Print out each entry below exactly, please.

━━━━━ Data

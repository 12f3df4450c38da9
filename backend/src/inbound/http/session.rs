//! Session helpers to keep HTTP handlers free of framework-specific logic.
//!
//! The cookie session carries the signed-in user's id and role. Handlers ask
//! for an [`Actor`] and never touch `actix_session` directly.

use actix_session::Session;
use actix_web::{FromRequest, HttpRequest, dev::Payload};
use futures_util::future::LocalBoxFuture;
use tracing::warn;

use crate::domain::{Actor, Error, Role, UserId};

pub(crate) const USER_ID_KEY: &str = "user_id";
pub(crate) const ROLE_KEY: &str = "role";

/// Newtype wrapper that exposes higher-level session operations.
#[derive(Clone)]
pub struct SessionContext(Session);

impl SessionContext {
    pub fn new(session: Session) -> Self {
        Self(session)
    }

    /// Persist the authenticated user in the session cookie.
    pub fn persist_actor(&self, actor: &Actor) -> Result<(), Error> {
        self.0.renew();
        self.0
            .insert(USER_ID_KEY, actor.id.to_string())
            .and_then(|()| self.0.insert(ROLE_KEY, actor.role.as_str()))
            .map_err(|error| Error::internal(format!("failed to persist session: {error}")))
    }

    /// Fetch the signed-in user, if any.
    ///
    /// A cookie whose id or role no longer parses is treated as signed out.
    pub fn actor(&self) -> Result<Option<Actor>, Error> {
        let read = |key: &str| {
            self.0
                .get::<String>(key)
                .map_err(|error| Error::internal(format!("failed to read session: {error}")))
        };
        let (Some(raw_id), Some(raw_role)) = (read(USER_ID_KEY)?, read(ROLE_KEY)?) else {
            return Ok(None);
        };
        let id = match UserId::new(&raw_id) {
            Ok(id) => id,
            Err(error) => {
                warn!(%error, "invalid user id in session cookie");
                return Ok(None);
            }
        };
        match raw_role.parse::<Role>() {
            Ok(role) => Ok(Some(Actor::new(id, role))),
            Err(error) => {
                warn!(%error, "invalid role in session cookie");
                Ok(None)
            }
        }
    }

    /// Require a signed-in user or return `401 Unauthorized`.
    pub fn require_actor(&self) -> Result<Actor, Error> {
        self.actor()?
            .ok_or_else(|| Error::unauthorized("login required"))
    }

    /// Drop every session entry and expire the cookie.
    pub fn purge(&self) {
        self.0.purge();
    }
}

impl FromRequest for SessionContext {
    type Error = actix_web::Error;
    type Future = LocalBoxFuture<'static, Result<Self, Self::Error>>;

    fn from_request(req: &HttpRequest, payload: &mut Payload) -> Self::Future {
        let fut = Session::from_request(req, payload);
        Box::pin(async move { fut.await.map(SessionContext::new) })
    }
}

━━━━━━━━━━

▶ Answer section:
repository 12f3df4450c38da9
filename backend/src/inbound/http/session.rs
//! Session helpers to keep HTTP handlers free of framework-specific logic.
//!
//! The cookie session carries the signed-in user's id and role. Handlers ask
//! for an [`Actor`] and never touch `actix_session` directly.

use actix_session::Session;
use actix_web::{FromRequest, HttpRequest, dev::Payload};
use futures_util::future::LocalBoxFuture;
use tracing::warn;

use crate::domain::{Actor, Error, Role, UserId};

pub(crate) const USER_ID_KEY: &str = "user_id";
pub(crate) const ROLE_KEY: &str = "role";

/// Newtype wrapper that exposes higher-level session operations.
#[derive(Clone)]
pub struct SessionContext(Session);

impl SessionContext {
    pub fn new(session: Session) -> Self {
        Self(session)
    }

    /// Persist the authenticated user in the session cookie.
    pub fn persist_actor(&self, actor: &Actor) -> Result<(), Error> {
        self.0.renew();
        self.0
            .insert(USER_ID_KEY, actor.id.to_string())
            .and_then(|()| self.0.insert(ROLE_KEY, actor.role.as_str()))
            .map_err(|error| Error::internal(format!("failed to persist session: {error}")))
    }

    /// Fetch the signed-in user, if any.
    ///
    /// A cookie whose id or role no longer parses is treated as signed out.
    pub fn actor(&self) -> Result<Option<Actor>, Error> {
        let read = |key: &str| {
            self.0
                .get::<String>(key)
                .map_err(|error| Error::internal(format!("failed to read session: {error}")))
        };
        let (Some(raw_id), Some(raw_role)) = (read(USER_ID_KEY)?, read(ROLE_KEY)?) else {
            return Ok(None);
        };
        let id = match UserId::new(&raw_id) {
            Ok(id) => id,
            Err(error) => {
                warn!(%error, "invalid user id in session cookie");
                return Ok(None);
            }
        };
        match raw_role.parse::<Role>() {
            Ok(role) => Ok(Some(Actor::new(id, role))),
            Err(error) => {
                warn!(%error, "invalid role in session cookie");
                Ok(None)
            }
        }
    }

    /// Require a signed-in user or return `401 Unauthorized`.
    pub fn require_actor(&self) -> Result<Actor, Error> {
        self.actor()?
            .ok_or_else(|| Error::unauthorized("login required"))
    }

    /// Drop every session entry and expire the cookie.
    pub fn purge(&self) {
        self.0.purge();
    }
}

impl FromRequest for SessionContext {
    type Error = actix_web::Error;
    type Future = LocalBoxFuture<'static, Result<Self, Self::Error>>;

    fn from_request(req: &HttpRequest, payload: &mut Payload) -> Self::Future {
        let fut = Session::from_request(req, payload);
        Box::pin(async move { fut.await.map(SessionContext::new) })
    }
}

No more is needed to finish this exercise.